The AGI and Education Summit
Across the world, a new kind of gathering is taking shape. Not the usual education conferences with their familiar panels on standardized testing and curriculum reform. These are summits where the questions cut deeper: What is education for when machines can out-think us? What do we teach when AGI can perform most job tasks? And how do we ensure that the coming generation—the first to grow up alongside artificial general intelligence—inherits not anxiety, but agency?
A Global Conversation Accelerates
The past eighteen months have seen an unprecedented mobilization around AGI and education. In November 2025, the World Innovation Summit for Education (WISE) convened over 200 speakers from academia, technology, policy, and social impact in Doha under the theme "Humanity.io: Human Values at the Heart of Education." The message was clear: as AI accelerates, innovation must amplify human potential rather than replace it.
That same month, the inaugural Day of AI Global Summit brought together educators and policymakers from over 170 countries in Dubai, co-hosted by MIT Media Lab. With a multi-million-dollar investment, the initiative aims to reach 250,000 teachers and 6 million students worldwide. The central belief: every student—regardless of geography or background—should have the opportunity to thrive in an AI-powered world.

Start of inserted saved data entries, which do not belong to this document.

use clap::error::ErrorKind;
use clap::Parser;
use std::process::ExitCode;
use tracing::error;
use tracing_subscriber::EnvFilter;

use mediscan_migrator::backend::domain::MigratorError;
use mediscan_migrator::backend::io::{self, Cli, MigratorConfig, USAGE};
use mediscan_migrator::run_migration;

#[tokio::main]
async fn main() -> ExitCode {
    // Logs go to stderr; stdout carries the report
    tracing_subscriber::fmt()
        .with_env_filter(EnvFilter::try_from_default_env().unwrap_or_else(|_| EnvFilter::new("info")))
        .with_writer(std::io::stderr)
        .init();

    let cli = match Cli::try_parse() {
        Ok(cli) => cli,
        Err(e) if matches!(e.kind(), ErrorKind::DisplayHelp | ErrorKind::DisplayVersion) => e.exit(),
        Err(e) => {
            let _ = e.print();
            return ExitCode::from(MigratorError::CONFIGURATION_EXIT_CODE);
        }
    };

    let config = match MigratorConfig::from_env(cli) {
        Ok(config) => config,
        Err(e) => {
            error!("Error: {}", e);
            eprintln!("{}", USAGE);
            return ExitCode::from(MigratorError::CONFIGURATION_EXIT_CODE);
        }
    };

    match run_migration(&config).await {
        Ok(outcome) => {
            let stdout = std::io::stdout();
            if let Err(e) = io::render(&outcome, &mut stdout.lock()) {
                error!("Failed to write report: {}", e);
            }
            ExitCode::SUCCESS
        }
        Err(e) => {
            match &e {
                MigratorError::Configuration(_) => error!("Error loading service account: {}", e),
                MigratorError::Fatal(_) => error!("Migration failed: {:#}", e),
            }
            ExitCode::from(e.exit_code())
        }
    }
}
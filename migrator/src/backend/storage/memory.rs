//! In-memory medications store used by the service tests.

use anyhow::{anyhow, Result};
use async_trait::async_trait;
use chrono::{DateTime, Utc};
use shared::{DayEntry, DaysChange, MedicationRecord};
use std::collections::HashSet;
use std::sync::Mutex;

use super::traits::MedicationStorage;

/// A stored document with its audit fields
#[derive(Debug, Clone, PartialEq)]
pub struct StoredMedication {
    pub id: String,
    pub days: Vec<DayEntry>,
    pub days_old: Option<Vec<DayEntry>>,
    pub days_migrated_at: Option<DateTime<Utc>>,
}

/// Medication store backed by a `Vec`, with failure injection per document
#[derive(Debug, Default)]
pub struct InMemoryMedicationStore {
    documents: Mutex<Vec<StoredMedication>>,
    failing_ids: Mutex<HashSet<String>>,
    write_log: Mutex<Vec<String>>,
    fail_listing: Mutex<bool>,
}

impl InMemoryMedicationStore {
    pub fn new() -> Self {
        Self::default()
    }

    /// Build a store from `(id, days)` pairs
    pub fn with_documents<'a>(documents: impl IntoIterator<Item = (&'a str, Vec<DayEntry>)>) -> Self {
        let store = Self::new();
        for (id, days) in documents {
            store.insert(id, days);
        }
        store
    }

    pub fn insert(&self, id: &str, days: Vec<DayEntry>) {
        self.documents.lock().unwrap().push(StoredMedication {
            id: id.to_string(),
            days,
            days_old: None,
            days_migrated_at: None,
        });
    }

    /// Make every write to `id` fail
    pub fn fail_updates_for(&self, id: &str) {
        self.failing_ids.lock().unwrap().insert(id.to_string());
    }

    /// Make `list_medications` fail
    pub fn fail_listing(&self) {
        *self.fail_listing.lock().unwrap() = true;
    }

    pub fn get(&self, id: &str) -> Option<StoredMedication> {
        self.documents.lock().unwrap().iter().find(|doc| doc.id == id).cloned()
    }

    /// IDs of every attempted write, in call order, including failed ones
    pub fn write_attempts(&self) -> Vec<String> {
        self.write_log.lock().unwrap().clone()
    }

    fn reference_for(id: &str) -> String {
        format!("memory/medications/{}", id)
    }
}

#[async_trait]
impl MedicationStorage for InMemoryMedicationStore {
    async fn list_medications(&self) -> Result<Vec<MedicationRecord>> {
        if *self.fail_listing.lock().unwrap() {
            return Err(anyhow!("medications collection is unavailable"));
        }

        Ok(self
            .documents
            .lock()
            .unwrap()
            .iter()
            .map(|doc| MedicationRecord {
                id: doc.id.clone(),
                reference: Self::reference_for(&doc.id),
                days: doc.days.clone(),
            })
            .collect())
    }

    async fn migrate_days(&self, change: &DaysChange) -> Result<()> {
        self.write_log.lock().unwrap().push(change.id.clone());

        if self.failing_ids.lock().unwrap().contains(&change.id) {
            return Err(anyhow!("permission denied on {}", change.reference));
        }

        let mut documents = self.documents.lock().unwrap();
        let doc = documents
            .iter_mut()
            .find(|doc| doc.id == change.id)
            .ok_or_else(|| anyhow!("no document to update: {}", change.reference))?;

        doc.days_old = Some(change.old.clone());
        doc.days = change.new.clone();
        doc.days_migrated_at = Some(Utc::now());
        Ok(())
    }
}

In June 2026, the Beijing Academy of Artificial Intelligence (BAAI) hosted what observers called "the most interesting roundtable" at its annual conference. The panel brought together a high school principal, AI experts, a philosophy professor, and a 14-year-old student to debate how to educate the AGI-native generation. The questions they grappled with—fairness, identity, the meaning of success—are the same ones echoing through education summits from Hong Kong to Cambridge.
The Paradigm Shift
What emerges from these gatherings is a recognition that AGI does not simply add new tools to the classroom. It fundamentally redefines what education is.
For centuries, education has been organized around the transmission of knowledge and the development of skills for the workforce. But if AGI can perform most job tasks, as GFN's analysis suggests, the goal can no longer be to train people for specific jobs. Instead, education must help people discover their purpose and cultivate what machines cannot replicate: creativity, empathy, ethical judgment, and the capacity for meaning-making.
As one researcher framed it, the AGI era brings three transformations: knowledge transmission becomes the cultivation of human uniqueness, standardized education becomes hyper-personalized education, and centralized authority becomes distributed empowerment. The student in Beijing who declared that "the future must be the world of the humanities" was not being naive. She was naming a truth that summit after summit is now confirming: when technical barriers fall, human perception, literary sensibility, and the ability to ask the right questions become the true core competitiveness.
The Equity Challenge
Yet the summits have also surfaced a sobering concern. As Peking University philosophy professor Cheng Lesong warned, many children still lack access to AI, let an understanding of AGI. "Once fairness is lost," he said, "the impact on individual lives is irreparable."
This is not merely a digital divide. It is a civilizational divide. The AGI-native generation—those born in 2026 and beyond—will grow up in a world where intelligence is abundant and cheap. But unless access is equitable, the gap between those who can harness AGI and those who cannot will be the deepest inequality humanity has ever faced.
GFN's model directly addresses this challenge by future-proofing accessibility for emerging intelligences: when AGI emerges, its seamless integration is inherently supported through hybrid channels, ensuring equitable engagement whether members join from Hong Kong or Kigali. This principle—that access to AGI is a human right—must extend to education.
Human Values at the Center
Perhaps the most recurring theme across these summits is the insistence that education must remain human-centered. As HKU President Professor Xiang Zhang put it at the Education Summit 2026, universities must equip students not only with technical proficiency, but with the curiosity, creativity, and values needed to surpass the capabilities of AI. UCL President Dr. Michael Spence added that intercultural understanding is more crucial than ever in an increasingly fragmented world.
The WISE 12 Summit framed this as a commitment to reimagining education "through empathy, equity, and human purpose." The MIT summit emphasized that AI should not reinforce outdated pedagogies but enable the kind of meaningful, passion-driven learning that education systems have long struggled to deliver.
A Forward Look
The summits are not ends in themselves. They are waypoints on a journey toward an education system that has never existed before—one that prepares humans not to compete with machines, but to co-evolve with them.
For Global Future Nexus, this means advancing frameworks for ethical emergence and patient societal onboarding of AGI. It means building trust through labs where humans and AGIs learn together. And it means ensuring that education becomes the great equalizer in an age of abundance—not the great divider.
As one 14-year-old panelist put it in Beijing, the future of education is not about mechanical instruction but about "building a boat of one's own"—a vessel that can navigate the unknown. That boat is built from curiosity, courage, and the uniquely human capacity to find meaning in a world transformed.
The summits have given us the questions. Now we must build the answers.